Transference Exercise

This exercise helps us understand why we might have such strong reactions to someone in our adult lives, and why those reactions might be so familiar to us. Basically, we ‘project’ our childhood experience of relationships onto the relationships we have in adulthood, and then behave as if the people we now interact with are our parents.

The exercise

I reacted negatively to you (name of person) ……………………………………………………………………………………………………..

when (describe the event) …………………………………………………………………………………………………….. [note 1]

I thought you were  (adjectives; descriptors) ……………………………………………………………………………………………………… [note 2]

like my (mother / father) ……………………………………………………………………………………………………..  when I was a child. [note 3; note 4]

I felt (feelings) …………………………………………………………………………………………………….. [note 5]

and I reacted by  (behaviour: what I said, thought or did) ……………………………………………………………………………………………… [note 6]

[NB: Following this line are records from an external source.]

use crate::config::Config;
use crate::download::hash_tree::ContentHash;
use crate::download::mesh::sources_from_alts;
use crate::download::protocol::{GivLine, MAX_LINE_LEN, parse_giv_line};
use crate::download::service::{DownloadServiceConfig, DownloadServiceHandle, NewDownload};
use crate::download::session::{AutoDecision, SessionDeps};
use crate::logging::{human_bytes, redact_hex, warn_throttled};
use crate::net::TcpConnector;
use crate::single_instance::SingleInstanceLock;
use anyhow::Context;
use std::path::PathBuf;
use std::sync::Arc;
use tokio::io::AsyncReadExt;
use tokio::net::{TcpListener, TcpStream};
use tokio::sync::Semaphore;
use tokio::time::Duration;

const GIV_TIMEOUT: Duration = Duration::from_secs(10);
const PROGRESS_EVERY: Duration = Duration::from_secs(30);

/// `get <name> <size> <urn|-> <host:port>...` from the command line.
pub fn parse_get_args(args: &[String]) -> anyhow::Result<Option<NewDownload>> {
    let Some((cmd, rest)) = args.split_first() else {
        return Ok(None);
    };
    if cmd != "get" {
        anyhow::bail!("unknown command '{cmd}' (expected: get <name> <size> <urn|-> <host:port>...)");
    }
    let [name, size, urn, hosts @ ..] = rest else {
        anyhow::bail!("usage: get <name> <size> <urn|-> <host:port>...");
    };
    let file_size: u64 = size
        .parse()
        .with_context(|| format!("invalid file size '{size}'"))?;
    let content_hash = match urn.as_str() {
        "-" => None,
        other => Some(
            ContentHash::parse_urn(other).with_context(|| format!("invalid content urn '{other}'"))?,
        ),
    };
    let sources = sources_from_alts(hosts, name, file_size, content_hash)
        .into_iter()
        .map(|mut s| {
            s.from_alt_location = false;
            s
        })
        .collect::<Vec<_>>();
    if sources.len() != hosts.len() {
        anyhow::bail!("every source must be given as host:port");
    }
    Ok(Some(NewDownload {
        file_name: name.clone(),
        file_size,
        content_hash,
        sources,
        start: true,
    }))
}

pub async fn run(config: Config, requests: Vec<NewDownload>) -> anyhow::Result<()> {
    tracing::info!(
        log = %config.general.log_level,
        data_dir = %config.general.data_dir,
        "starting app"
    );
    let data_dir = PathBuf::from(&config.general.data_dir);
    let lock = SingleInstanceLock::acquire(data_dir.join("rust-swarm.lock"))?;
    tracing::debug!(lock = %lock.path().display(), "acquired data dir lock");

    let mut svc_cfg = DownloadServiceConfig::from_data_dir(&data_dir);
    svc_cfg.persist_every = Duration::from_secs(config.service.persist_every_secs.max(1));
    svc_cfg.auto_resume = config.service.auto_resume;
    svc_cfg.session = config.session_config();

    let mut deps = SessionDeps::new(Arc::new(TcpConnector));
    deps.limiters = config.rate_limiters();
    deps.slots = Arc::new(Semaphore::new(config.transfer.max_connections.max(1)));
    deps.handler = Arc::new(AutoDecision {
        keep_corrupt: config.service.keep_corrupt,
    });

    let (handle, mut status_rx, join) = crate::download::start_service(svc_cfg, deps)
        .await
        .context("failed to start download service")?;
    tracing::info!(
        recovered = status_rx.borrow().recovered_on_start,
        "download service started"
    );

    for req in requests {
        let name = req.file_name.clone();
        let id = handle.add(req).await.context("failed to add download")?;
        tracing::info!(download = %id, file = %name, "download queued");
    }

    let push_task = if config.transfer.listen_port != 0 {
        let listener = TcpListener::bind(("0.0.0.0", config.transfer.listen_port))
            .await
            .with_context(|| format!("failed to listen on port {}", config.transfer.listen_port))?;
        tracing::info!(port = config.transfer.listen_port, "accepting push connections");
        Some(tokio::spawn(accept_pushes(listener, handle.clone())))
    } else {
        None
    };

    tracing::info!("press Ctrl+C to stop");
    let mut progress = tokio::time::interval(PROGRESS_EVERY);
    loop {
        tokio::select! {
            _ = tokio::signal::ctrl_c() => {
                tracing::warn!("received Ctrl+C");
                break;
            }
            _ = progress.tick() => {
                log_progress(&handle).await;
            }
            changed = status_rx.changed() => {
                if changed.is_err() || !status_rx.borrow().running {
                    tracing::warn!("download service stopped");
                    break;
                }
            }
        }
    }

    if let Some(task) = push_task {
        task.abort();
    }
    if let Err(err) = handle.shutdown().await {
        tracing::debug!(error = %err, "download service already gone");
    }
    join.await.context("download service task failed")??;
    tracing::info!("shut down gracefully");
    Ok(())
}

async fn log_progress(handle: &DownloadServiceHandle) {
    let Ok(list) = handle.list().await else {
        return;
    };
    for st in list.iter().filter(|s| s.state.is_active()) {
        tracing::info!(
            download = %st.id,
            file = %st.file_name,
            state = ?st.state,
            verified = %human_bytes(st.blocks.verified),
            size = %human_bytes(st.file_size),
            workers = st.workers.total(),
            sources = st.sources.known(),
            rate = %format!("{}/s", human_bytes(st.bandwidth as u64)),
            eta_secs = st.eta_secs,
            "progress"
        );
    }
}

async fn accept_pushes(listener: TcpListener, handle: DownloadServiceHandle) {
    loop {
        let (stream, peer) = match listener.accept().await {
            Ok(accepted) => accepted,
            Err(err) => {
                if warn_throttled("push_accept", Duration::from_secs(30)) {
                    tracing::warn!(error = %err, "accept failed");
                }
                tokio::time::sleep(Duration::from_millis(200)).await;
                continue;
            }
        };
        let handle = handle.clone();
        tokio::spawn(async move {
            let (giv, stream) = match read_giv(stream).await {
                Ok(parsed) => parsed,
                Err(err) => {
                    tracing::debug!(%peer, error = %err, "rejected inbound connection");
                    return;
                }
            };
            let id = redact_hex(&giv.source_id);
            match handle
                .inbound_push(giv.file_name, giv.file_index, giv.source_id, Box::new(stream))
                .await
            {
                Ok(true) => tracing::debug!(%peer, source_id = %id, "push connection matched"),
                Ok(false) => tracing::debug!(%peer, source_id = %id, "no download waiting for push"),
                Err(err) => tracing::debug!(%peer, error = %err, "push not delivered"),
            }
        });
    }
}

/// Reads the GIV line and the blank line after it, byte by byte so that
/// nothing past the greeting is consumed.
async fn read_giv(mut stream: TcpStream) -> anyhow::Result<(GivLine, TcpStream)> {
    let mut line = Vec::with_capacity(128);
    let read = async {
        let mut byte = [0u8; 1];
        loop {
            stream.read_exact(&mut byte).await?;
            if byte[0] == b'\n' {
                break;
            }
            line.push(byte[0]);
            if line.len() > MAX_LINE_LEN {
                anyhow::bail!("GIV line too long");
            }
        }
        stream.read_exact(&mut byte).await?;
        if byte[0] == b'\r' {
            stream.read_exact(&mut byte).await?;
        }
        anyhow::Ok(())
    };
    tokio::time::timeout(GIV_TIMEOUT, read)
        .await
        .context("timed out waiting for GIV")??;
    let text = String::from_utf8(line).context("GIV line is not UTF-8")?;
    let giv = parse_giv_line(&text)?;
    Ok((giv, stream))
}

just as my (mother / father) ……………………………………………………………………………………………………..  used to when I was a child. [note 7]

Footnotes

  1. Describe as neutrally as possible, without interpretation, emotive words, or any assumed motive on the part of the other person, e.g. ‘when you said you were busy’, ‘when you put the plate on the table’. I.e briefly report the behaviour.
  2. Now you can use emotive language, imagined motives. I.e. use labels to describe what you think the person was like, the attributes or characteristics they appeared to show when doing this behaviour. NB In the coolness of recollection, you might start thinking, ‘but that person isn’t really like that’ – that’s fine; this is you waking up to the story you transferred or projected onto them. At this point in the exercise, though, you are recalling you own immediate, patterned, reaction to the person, and the ‘story’ you went into about them at that time.
  3. Your parents may be different now. What you are looking for is how they behaved and what patterns they modelled for you when you were young and impressionable.
  4. This takes practice. Take each adjective or descriptor, and match up with who this was most like, mother or father (sometimes both). This is where you start to do the reflective work, learning about yourself, how you learned to react, think and feel the way you do, based on absorbing these things from your parents’ example.
  5. Use the Feelings list to help you.
  6. These might be patterns of thinking or doing.
  7. For each of these behaviours, who of your father or mother was most likely to behave that way?